After his school-leaving exams at the Evangelical Foundation Grammar School in Gütersloh, Reinhard Mohn had wanted to become an aeronautical engineer, but when the war broke out, he was called up to join the German Africa Corps under General Erwin Rommel. After Reinhard was injured, he was taken prisoner by the American troops.
After his return to Gütersloh, Reinhard Mohn took the company helm with determination. When the West Germans suddenly stopped buying books after Germany’s adoption of the deutsche mark in 1948, the young publisher made a daring decision. Instead of hoping for better times like the other publishers of the day, in 1950 he invited the West German retail booksellers to form the Lesering together with Bertelsmann. For a small sum, any reader could become a member of this book club. In return, the reader would receive a certain number of books from C. Bertelsmann Verlag every year.
There had already been book clubs in Germany. What was new about the Bertelsmann Lesering. however, was that the “corner bookshops” were made partners by the publishing house. With this type of direct sales the bookshops also profited, whereas previous book clubs had only created undesirable competition. Nevertheless there were still those who were critical. Many bookshop owners who did not acquire any Lesering members and consequently did not benefit from the club felt threatened. They were afraid that the Bertelsmann Lesering would take away their customers, but these fears proved to be exaggerated. In fact, the Bertelsmann Lesering won many people over to buying books who previously had not dared to go into bookshops for fear of being shown up for their lack of education.

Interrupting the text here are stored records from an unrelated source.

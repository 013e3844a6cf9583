//! # 文件选择器
//!
//! 递归枚举根目录下的文件，剔除常规忽略目录，并按语言扩展名过滤。
//!
//! ## 功能
//! - 递归遍历（含隐藏文件，无深度限制）
//! - 按完整路径段剔除 bin/obj/.git/node_modules
//! - 通配符 "all" 跳过扩展名过滤
//! - `--verbose` 时输出过滤前的文件清单
//!
//! ## 依赖关系
//! - 被 `commands/bundle.rs` 使用
//! - 使用 `models/`, `error.rs`, `utils/output.rs`
//! - 使用 `walkdir` 遍历目录

use crate::error::{BundleError, Result};
use crate::models::{BundleConfig, Language};
use crate::utils::output;

use std::path::{Path, PathBuf};
use walkdir::{DirEntry, WalkDir};

/// 永不参与打包的目录名（按完整路径段匹配，不做子串匹配）
pub const EXCLUDED_DIRS: [&str; 4] = ["bin", "obj", ".git", "node_modules"];

/// 选择待打包文件；返回顺序未定义，由写入器排序
pub fn select(config: &BundleConfig) -> Result<Vec<PathBuf>> {
    if !config.root.is_dir() {
        return Err(BundleError::DirectoryNotFound {
            path: config.root.display().to_string(),
        });
    }

    // 输出文件自身不参与打包，保证重复运行结果一致
    let output_path = config.root.join(&config.output);

    let mut candidates = Vec::new();
    let walker = WalkDir::new(&config.root)
        .into_iter()
        .filter_entry(|e| !is_excluded_dir(e));

    for entry in walker {
        let entry = entry.map_err(|e| BundleError::WalkError {
            path: config.root.display().to_string(),
            source: e,
        })?;

        if !entry.file_type().is_file() {
            continue;
        }

        if entry.path() == output_path {
            continue;
        }

        candidates.push(entry.path().to_path_buf());
    }

    if config.verbose {
        output::print_info(&format!(
            "Enumerated {} file(s) under '{}'",
            candidates.len(),
            config.root.display()
        ));
        for path in &candidates {
            output::print_listing(&path.display().to_string());
        }
    }

    // 通配符：返回全部未剔除文件
    if config.languages.iter().any(Language::is_wildcard) {
        return Ok(candidates);
    }

    let extensions: Vec<&str> = config
        .languages
        .iter()
        .filter_map(Language::extension)
        .collect();

    candidates.retain(|path| matches_extension(path, &extensions));
    Ok(candidates)
}

/// 目录名是否在剔除清单中（根目录自身不剔除）
fn is_excluded_dir(entry: &DirEntry) -> bool {
    entry.file_type().is_dir()
        && entry.depth() > 0
        && entry
            .file_name()
            .to_str()
            .map(|name| EXCLUDED_DIRS.contains(&name))
            .unwrap_or(false)
}

/// 小写扩展名（带点）是否命中映射集合；无扩展名的文件永不命中
fn matches_extension(path: &Path, extensions: &[&str]) -> bool {
    path.extension()
        .and_then(|ext| ext.to_str())
        .map(|ext| format!(".{}", ext.to_lowercase()))
        .map(|ext| extensions.iter().any(|e| *e == ext))
        .unwrap_or(false)
}

#[cfg(test)]
mod tests {
    use super::*;
    use crate::models::SortMode;
    use std::fs;

    fn test_config(root: &Path, tokens: &[&str]) -> BundleConfig {
        BundleConfig {
            root: root.to_path_buf(),
            languages: tokens.iter().map(|t| Language::parse(t)).collect(),
            output: PathBuf::from("bundled_code.txt"),
            note: false,
            sort: SortMode::Name,
            remove_empty_lines: false,
            author: "Unknown Author".to_string(),
            verbose: false,
        }
    }

    fn file_names(paths: &[PathBuf]) -> Vec<String> {
        let mut names: Vec<String> = paths
            .iter()
            .map(|p| p.file_name().unwrap().to_string_lossy().to_string())
            .collect();
        names.sort();
        names
    }

    #[test]
    fn test_filters_by_language_extension() {
        let temp = tempfile::tempdir().unwrap();
        let root = temp.path();
        fs::write(root.join("a.py"), "print(1)\n").unwrap();
        fs::write(root.join("b.cs"), "// c\n").unwrap();
        fs::write(root.join("c.rs"), "fn main() {}\n").unwrap();

        let selected = select(&test_config(root, &["python"])).unwrap();
        assert_eq!(file_names(&selected), vec!["a.py"]);
    }

    #[test]
    fn test_extension_match_is_case_insensitive() {
        let temp = tempfile::tempdir().unwrap();
        let root = temp.path();
        fs::write(root.join("UPPER.PY"), "print(1)\n").unwrap();

        let selected = select(&test_config(root, &["python"])).unwrap();
        assert_eq!(file_names(&selected), vec!["UPPER.PY"]);
    }

    #[test]
    fn test_excludes_conventional_directories() {
        let temp = tempfile::tempdir().unwrap();
        let root = temp.path();
        for dir in ["bin", "obj", ".git", "node_modules"] {
            fs::create_dir(root.join(dir)).unwrap();
            fs::write(root.join(dir).join("ignored.py"), "print(0)\n").unwrap();
        }
        fs::create_dir(root.join("src")).unwrap();
        fs::write(root.join("src").join("kept.py"), "print(1)\n").unwrap();

        let selected = select(&test_config(root, &["python"])).unwrap();
        assert_eq!(file_names(&selected), vec!["kept.py"]);
    }

    #[test]
    fn test_exclusion_matches_whole_segments_only() {
        let temp = tempfile::tempdir().unwrap();
        let root = temp.path();
        // 目录名只是前缀相同，不应剔除
        fs::create_dir(root.join("binary")).unwrap();
        fs::write(root.join("binary").join("a.py"), "print(1)\n").unwrap();
        fs::create_dir(root.join("objects")).unwrap();
        fs::write(root.join("objects").join("b.py"), "print(2)\n").unwrap();
        // 叫 bin 的普通文件也不剔除
        fs::write(root.join("bin"), "not a directory\n").unwrap();

        let selected = select(&test_config(root, &["all"])).unwrap();
        assert_eq!(file_names(&selected), vec!["a.py", "b.py", "bin"]);
    }

    #[test]
    fn test_wildcard_keeps_every_extension() {
        let temp = tempfile::tempdir().unwrap();
        let root = temp.path();
        fs::write(root.join("a.py"), "").unwrap();
        fs::write(root.join("b.cs"), "").unwrap();
        fs::write(root.join("noext"), "").unwrap();

        let selected = select(&test_config(root, &["all"])).unwrap();
        assert_eq!(file_names(&selected), vec!["a.py", "b.cs", "noext"]);
    }

    #[test]
    fn test_hidden_files_are_enumerated() {
        let temp = tempfile::tempdir().unwrap();
        let root = temp.path();
        fs::write(root.join(".hidden.py"), "print(1)\n").unwrap();

        let selected = select(&test_config(root, &["python"])).unwrap();
        assert_eq!(file_names(&selected), vec![".hidden.py"]);
    }

    #[test]
    fn test_custom_token_matches_guessed_extension() {
        let temp = tempfile::tempdir().unwrap();
        let root = temp.path();
        fs::write(root.join("lib.rs"), "fn f() {}\n").unwrap();
        fs::write(root.join("a.py"), "print(1)\n").unwrap();

        let selected = select(&test_config(root, &["rs"])).unwrap();
        assert_eq!(file_names(&selected), vec!["lib.rs"]);
    }

    #[test]
    fn test_output_file_is_skipped() {
        let temp = tempfile::tempdir().unwrap();
        let root = temp.path();
        fs::write(root.join("a.txt"), "keep\n").unwrap();
        fs::write(root.join("bundled_code.txt"), "previous run\n").unwrap();

        let selected = select(&test_config(root, &["txt"])).unwrap();
        assert_eq!(file_names(&selected), vec!["a.txt"]);
    }

    #[test]
    fn test_missing_root_directory_errors() {
        let temp = tempfile::tempdir().unwrap();
        let missing = temp.path().join("no_such_dir");

        let result = select(&test_config(&missing, &["all"]));
        assert!(matches!(
            result,
            Err(BundleError::DirectoryNotFound { .. })
        ));
    }
}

The Bertelsmann Lesering proved highly successful. It gave the Gütersloh printing and publishing house two decisive advantages over its competitors—a certain guarantee of purchases of its own books and the high capacity use of its printing presses. These two factors combined to make Bertelsmann’s turnover soar in the 1950s. Company turnover doubled each year between 1951 and 1953, going from DM7 million to DM30 million. This was a far greater turnover than that of any other book publisher in West Germany. In 1956-57, Bertelsmann was to break the DM100 million barrier. By 1973, Reinhard Mohn saw the figure reach DM1 billion. At the end of this 22-year period, the company employed a workforce of 11,000 at Gütersloh and elsewhere as opposed to an original 500 in 1951.
The success of the company could not be explained by the Bertelsmann Lesering alone. Two additional decisions taken by Reinhard Mohn were to be of great significance. The first, born from necessity, was to cover the company’s enormous need for capital; Mohn made his employees shareholders, but without voting rights. This and other socially minded actions made the Gütersloh office, far from West Germany’s glittering metropolis, a greatly envied workplace. Mohn’s second decision was to branch out from books and invest in modern media such as records, magazines, and television to keep pace with changing consumer demands.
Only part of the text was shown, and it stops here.